Mr Jenrick said he understood “how frustrating this is both for people in Portugal and for millions of people here who would love to go on holiday”.

He told Sky News: “You should not be going on holiday to countries on either the amber or red list.

“We were also clear if you chose to go on holiday to countries that are on the green list those countries are being reviewed every three weeks, so there is always a risk with a fast-moving situation with new variants that countries might either go on to that list or indeed come off.”

Although the government is advising against holidays to amber and red destinations, this is guidance rather than law.
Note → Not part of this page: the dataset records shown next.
impl Lexer {
    /// Crea un lexer en estado inicial a partir de un origen.
    pub fn new(source: Rc<Source>) -> Self {
        let chars = source.chars().collect();
        Lexer {
            source,
            chars,
            cursor: 0,
            state: State::Start,
            start: Position::default(),
            last: Position::default(),
        }
    }

    /// Reduce la entrada a sea una secuencia conocida de tokens
    /// infalibles o una secuencia de errores.
    ///
    /// En caso de que ocurra al menos un error, el lexer dejará
    /// de buscar tokens exitosos y comenzará a acumular solamente
    /// errores. El propósito de esta función es permitir la
    /// recolección de múltiples errores léxicos en una misma ejecución
    /// del compilador.
    pub fn try_exhaustive(mut self) -> Result<Vec<Located<Token>>, Vec<Located<LexerError>>> {
        let mut tokens = Vec::new();

        while let Some(result) = self.next() {
            match result {
                Ok(token) => tokens.push(token),
                Err(error) => {
                    drop(tokens);

                    let mut errors = vec![error];
                    errors.extend(self.filter_map(Result::err));

                    return Err(errors);
                }
            }
        }

        log::debug!("lexed {} tokens from {}", tokens.len(), self.source.name());
        Ok(tokens)
    }

    /// Ubicación inmediatamente posterior al último carácter.
    pub fn eof(&self) -> Location {
        Location::at_position(&self.source, self.source.eof())
    }

    fn peek(&self) -> Option<char> {
        self.chars.get(self.cursor).map(|&(c, _)| c)
    }

    fn here(&self) -> Position {
        self.chars
            .get(self.cursor)
            .map(|&(_, position)| position)
            .unwrap_or_else(|| self.source.eof())
    }

    fn bump(&mut self) {
        if let Some(&(_, position)) = self.chars.get(self.cursor) {
            self.last = position;
            self.cursor += 1;
        }
    }

    /// Consume `literal` si y solo si aparece completo a continuación.
    fn accept(&mut self, literal: &str) -> bool {
        let ahead = self.chars[self.cursor..].iter().map(|&(c, _)| c);
        let matches = literal.chars().count() <= self.chars.len() - self.cursor
            && ahead.zip(literal.chars()).all(|(found, expected)| found == expected);

        if matches {
            for _ in literal.chars() {
                self.bump();
            }
        }

        matches
    }

    /// Intenta construir un siguiente token.
    fn lex(&mut self) -> Result<Option<Token>, LexerError> {
        use {State::*, Token::*};

        loop {
            let next_char = self.peek();

            // La posición de origen se mueve junto a la posición
            // siguiente siempre que no se haya encontrado una
            // frontera de token
            if let Start = self.state {
                self.start = self.here();
            }

            // Switch table principal, determina cambios de estado
            // y de salida del lexer a partir de combinaciones del
            // estado actual y el siguiente carácter
            match (&mut self.state, next_char) {
                // Condiciones de error: se descarta la línea donde
                // ocurrió el error. Al llegar al final de la línea
                // el lexer se recupera y reinicia.
                (Error, None) => return Ok(None),
                (Error, Some('\n')) => self.state = Start,
                (Error, Some(_)) => (),

                // Tokens triviales
                (Start, None) => return Ok(None),
                (Start, Some('=')) => self.state = Complete(Assign),
                (Start, Some(',')) => self.state = Complete(Comma),
                (Start, Some('.')) => self.state = Complete(Period),
                (Start, Some(';')) => self.state = Complete(Semicolon),
                (Start, Some('!')) => self.state = Complete(Not),
                (Start, Some('<')) => self.state = Complete(Less),
                (Start, Some('+')) => self.state = Complete(Plus),
                (Start, Some('-')) => self.state = Complete(Minus),
                (Start, Some('*')) => self.state = Complete(Times),
                (Start, Some('(')) => self.state = Complete(OpenParen),
                (Start, Some(')')) => self.state = Complete(CloseParen),
                (Start, Some('[')) => self.state = Complete(OpenSquare),
                (Start, Some(']')) => self.state = Complete(CloseSquare),
                (Start, Some('{')) => self.state = Complete(OpenCurly),
                (Start, Some('}')) => self.state = Complete(CloseCurly),
                (Start, Some('&')) => self.state = Ampersand,
                (Start, Some('/')) => self.state = Slash,

                // Identificadores y palabras clave
                (Start, Some(c)) if c.is_ascii_alphabetic() => self.state = Word(c.to_string()),

                // Inicio de una constante numérica. No se consume
                // el dígito, ya que esta lógica ya está implementada
                // en el respectivo caso para un estado de constante
                // entera. Por tanto, la constante es inicialmente cero.
                (Start, Some(c)) if c.is_ascii_digit() => {
                    self.state = Integer(0);
                    continue;
                }

                // Espacios en blanco y caracteres inesperados
                (Start, Some(c)) if c.is_ascii_whitespace() => (),
                (Start, Some(c)) => return Err(LexerError::BadChar(c)),

                // Emisión retardada de tokens cualesquiera
                (Complete(token), _) => return Ok(Some(std::mem::replace(token, Comma))),

                (Ampersand, Some('&')) => self.state = Complete(And),
                (Ampersand, _) => return Err(LexerError::Expected('&')),

                // `/` siempre debería iniciar un comentario
                (Slash, Some('/')) => self.state = LineComment,
                (Slash, Some('*')) => self.state = BlockComment,
                (Slash, _) => return Err(LexerError::Expected('/')),

                // Los comentarios de línea descartan la línea donde ocurren
                (LineComment, Some('\n')) | (LineComment, None) => self.state = Start,
                (LineComment, Some(_)) => (),

                (BlockComment, Some('*')) => self.state = BlockCommentStar,
                (BlockComment, Some(_)) => (),
                (BlockCommentStar, Some('/')) => self.state = Start,
                (BlockCommentStar, Some('*')) => (),
                (BlockCommentStar, Some(_)) => self.state = BlockComment,
                (BlockComment, None) | (BlockCommentStar, None) => {
                    return Err(LexerError::UnterminatedComment)
                }

                // Acumulación dígito por dígito de constantes enteras
                (Integer(accumulated), Some(digit)) if digit.is_ascii_digit() => {
                    let digit = digit as i32 - '0' as i32;

                    match accumulated
                        .checked_mul(10)
                        .and_then(|n| n.checked_add(digit))
                    {
                        Some(result) => *accumulated = result,
                        None => return Err(LexerError::IntOverflow),
                    }
                }

                // Si sigue algo que no es un dígito, la constante ha terminado
                (Integer(integer), _) => return Ok(Some(IntLiteral(*integer))),

                // Extensión de términos
                (Word(word), Some(c)) if is_word_char(c) => word.push(c),

                // Si sigue algo que no puede formar parte del término, ha terminado
                (Word(word), _) => {
                    let word = std::mem::take(word);
                    let token = if word == "System" && self.accept(PRINTLN_TAIL) {
                        Keyword(self::Keyword::Println)
                    } else if let Ok(keyword) = self::Keyword::from_str(&word) {
                        Keyword(keyword)
                    } else {
                        Id(Identifier::from(word))
                    };

                    return Ok(Some(token));
                }
            }

            // Si no hubo `continue` ni `return`, aquí se consume el
            // carácter que se observó con lookahead anteriormente
            self.bump();
        }
    }
}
Dr Mike Tildesley, a member of the Scientific Pandemic Influenza Group on Modelling (Spi-M) Government advisory panel, admitted that it is a “really rotten time for the travel industry”.

He told BBC Breakfast: “If you purely ask me what the best thing to do is as an epidemiologist, then at the moment that you know there is a risk, of course you have to impose that control immediately.

“Of course, we need to be practical. It's very, very difficult to say ‘this country is being added to the amber list, anyone that comes home now needs to quarantine immediately’.

"I always think there needs to be some kind of practical trade-off to allow people to get back, whilst they are overseas in what is currently a green country."

The decision provoked fury across the travel industry.

Julia Lo Bue-Said, CEO of Advantage Travel Partnership, said Portugal being added to the amber travel list just weeks after the holiday hotspot reopened for British tourists was a “devastating blow”.

She told BBC Radio 4's Today programme: “Clearly yesterday was an absolute blow, an absolute devastating blow for consumers and the industry of a really seismic scale now.”

The Portuguese foreign affairs ministry labelled the move “illogical”, while professor Henrique Barros, president of Portugal’s National Health Council, called the removal an “overreaction”, adding that the overall situation in the country is “relatively stable”.